Southern Baptist churches have long relied on bivocational pastors to lead churches. Decades ago, many pastors were farmers; today, they also drive school buses, deliver the mail, and run small businesses.

“I’m convinced that in the 21st Century, the best stewardship model is bivocational,” Page said. “We’ve got a lot of students coming out of seminary now who have no intention of being full support.” In other words, they’re prepared to work more than one job to make ends meet.

That news was encouraging to Woodman. There was a day, he said, when “the underlying current was that the bivocational guy wasn’t good enough to have a full-time church.” Page shared with the group that some Christian universities are now training students to be pastors along with learning another vocation.

While there will always be churches that want their pastor to be full-time, Woodman said, bivocational ministry is imperative if Southern Baptists want to extend the reach of churches into more communities. “And we’re going to have to do a better job at it,” he said, and at preparing future leaders for it. Because bivocational pastoring is “a different game.”

Quit the comparison game
Small church pastor Job Dalomba posed a pointed question in an April blog post: “We have to ask ourselves an honest question: Do we want to see the glory of God shining from larger churches or do we just want their numbers, resources and notoriety to be our numbers, resources and notoriety?”

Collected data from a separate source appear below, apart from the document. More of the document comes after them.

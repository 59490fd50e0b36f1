// ==========================================
// Expo Lead Fusion - Identity Extractor
// ==========================================
// Responsibility: derive the single (kind, value) key that best
// identifies the entity behind one record
// Rule: first match wins, in strict priority order; an empty or
// whitespace-only candidate never counts as a match
// ==========================================

use crate::domain::record::LeadRecord;
use crate::domain::{IdentityKey, KeyKind};
use crate::normalize::{
    normalize_company_name, normalize_generic, normalize_phone, normalize_website,
};

/// Website-bearing fields, strongest alias first.
const WEBSITE_FIELDS: &[&str] = &["Website", "urls", "url"];

/// Phone-bearing fields, scanned in this exact order.
const PHONE_FIELDS: &[&str] = &[
    "phones", "Phone1", "Phone2", "Phone3", "Phone4", "WhatsApp", "Telegram", "Fax",
];

const EMAIL_FIELDS: &[&str] = &["Email", "emails"];

const COMPANY_FIELDS: &[&str] = &["CompanyNameEN", "CompanyNameFA", "company_names"];

// ==========================================
// IdentityExtractor
// ==========================================
pub struct IdentityExtractor {
    /// Minimum digit count for a phone to count as an identity signal.
    min_phone_digits: usize,
    /// Minimum normalized length for a company name to count
    /// (exclusive floor: normalized length must exceed it).
    min_company_len: usize,
}

impl Default for IdentityExtractor {
    fn default() -> Self {
        Self {
            min_phone_digits: 8,
            min_company_len: 3,
        }
    }
}

impl IdentityExtractor {
    pub fn new(min_phone_digits: usize, min_company_len: usize) -> Self {
        Self {
            min_phone_digits,
            min_company_len,
        }
    }

    /// Extract the strongest identity key a record's own content
    /// supports. Pure function of the record: re-running always yields
    /// the same key.
    ///
    /// Returns `None` when no field carries any signal - the grouping
    /// engine then assigns a per-run sequence key so the record still
    /// lands in exactly one group (see `MergeEngine`).
    pub fn extract(&self, record: &LeadRecord) -> Option<IdentityKey> {
        // 1. Website domain - the strongest cross-source signal
        for field in WEBSITE_FIELDS {
            if let Some(raw) = record.get(field) {
                let site = normalize_website(raw);
                if !site.is_empty() {
                    return Some(IdentityKey::new(KeyKind::Website, site));
                }
            }
        }

        // 2. Phone number with enough digits
        for field in PHONE_FIELDS {
            if let Some(raw) = record.get(field) {
                let phone = normalize_phone(raw);
                if phone.len() >= self.min_phone_digits {
                    return Some(IdentityKey::new(KeyKind::Phone, phone));
                }
            }
        }

        // 3. Email
        for field in EMAIL_FIELDS {
            if let Some(raw) = record.get(field) {
                let email = normalize_generic(raw);
                if email.contains('@') {
                    return Some(IdentityKey::new(KeyKind::Email, email));
                }
            }
        }

        // 4. Normalized company name
        for field in COMPANY_FIELDS {
            if let Some(raw) = record.get(field) {
                let name = normalize_company_name(raw);
                if name.chars().count() > self.min_company_len {
                    return Some(IdentityKey::new(KeyKind::Company, name));
                }
            }
        }

        // 5. File/page provenance as a last content-derived key
        if let (Some(file_id), Some(page)) = (record.get("file_id"), record.get("page")) {
            return Some(IdentityKey::unique(format!("{}_page{}", file_id, page)));
        }

        None
    }
}
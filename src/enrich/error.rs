// ==========================================
// Expo Lead Fusion - Enrichment Error Types
// ==========================================
// Tool: thiserror derive macros
// ==========================================

use thiserror::Error;

#[derive(Error, Debug)]
pub enum EnrichError {
    // ===== fetcher-side errors (produced by external collaborators) =====
    #[error("fetch failed for {url}: {message}")]
    FetchError { url: String, message: String },

    // ===== harness errors =====
    #[error("results buffer lock poisoned: {0}")]
    LockError(String),

    #[error("checkpoint flush failed: {0}")]
    FlushError(String),

    #[error(transparent)]
    Other(#[from] anyhow::Error),
}

impl From<std::io::Error> for EnrichError {
    fn from(err: std::io::Error) -> Self {
        EnrichError::FlushError(err.to_string())
    }
}

impl From<serde_json::Error> for EnrichError {
    fn from(err: serde_json::Error) -> Self {
        EnrichError::FlushError(err.to_string())
    }
}

pub type EnrichResult<T> = Result<T, EnrichError>;
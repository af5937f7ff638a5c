// SPDX-FileCopyrightText: 2026 Alfred Contributors
// SPDX-License-Identifier: MIT OR Apache-2.0

//! Common types used across adapter traits and the Alfred engine.

use std::fmt;

use serde::{Deserialize, Serialize};
use strum::{Display, EnumString};

/// Health status reported by adapter health checks.
#[derive(Debug, Clone, PartialEq, Eq)]
pub enum HealthStatus {
    /// Adapter is fully operational.
    Healthy,
    /// Adapter is operational but experiencing issues.
    Degraded(String),
    /// Adapter is not operational.
    Unhealthy(String),
}

impl HealthStatus {
    /// True for `Healthy` and `Degraded`.
    pub fn is_serving(&self) -> bool {
        !matches!(self, HealthStatus::Unhealthy(_))
    }
}

/// Identifies the kind of adapter behind a [`crate::PluginAdapter`].
#[derive(
    Debug, Clone, Copy, PartialEq, Eq, Hash, Display, EnumString, Serialize, Deserialize,
)]
pub enum AdapterType {
    Embedding,
    Storage,
}

/// Why one embedding provider could not serve a request.
#[derive(Debug, Clone, PartialEq, Eq)]
pub struct ProviderFailure {
    /// Provider name as reported by `PluginAdapter::name`.
    pub provider: String,
    /// Human-readable reason (skipped, timed out, error text).
    pub reason: String,
}

impl ProviderFailure {
    pub fn new(provider: impl Into<String>, reason: impl Into<String>) -> Self {
        Self {
            provider: provider.into(),
            reason: reason.into(),
        }
    }
}

impl fmt::Display for ProviderFailure {
    fn fmt(&self, f: &mut fmt::Formatter<'_>) -> fmt::Result {
        write!(f, "{}: {}", self.provider, self.reason)
    }
}
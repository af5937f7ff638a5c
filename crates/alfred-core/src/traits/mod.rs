// SPDX-FileCopyrightText: 2026 Alfred Contributors
// SPDX-License-Identifier: MIT OR Apache-2.0

//! Adapter trait definitions.
//!
//! All adapters extend the [`PluginAdapter`] base trait and use
//! `#[async_trait]` for dynamic dispatch compatibility.

pub mod adapter;
pub mod embedding;

pub use adapter::PluginAdapter;
pub use embedding::EmbeddingAdapter;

The SBC Voices post by Dalomba, pastor of a new, small church in Southaven, Mississippi, called for small church pastors to stop comparing themselves to men who lead larger congregations, and to pray for those big churches too.

It’s a strategy the congregation at Emmanuel has utilized this year. A church’s prayer requests are a good measure of its health, Pastor Woodman said. “Throw them up on the wall, and see what your prayer requests do. And when you get done, you begin to think about what does that tell you your view of God is.

“And in essence, you’ll find in most churches that he’s healer, a physician; he’s an employment agency; he’s Triple A. But what’s lacking is that he’s a savior.”

Woodman’s congregation was already praying by name for people who don’t know Christ when he arrived as pastor last year. To that focus, they’ve added regular prayer for sister churches in Macoupin Baptist Association. The prayers are scripted, with a focus on reaching people who don’t know Christ. Woodman is hopeful the strategy will help build a spirit of teamwork between his church and others in the community, he told SBC Life earlier this year.

“When we started praying for our sister churches, that helped us be healthier. If we as pastors and churches would take the same attitude, then we’d stop looking at what others were doing for us, and we’d start doing for others.”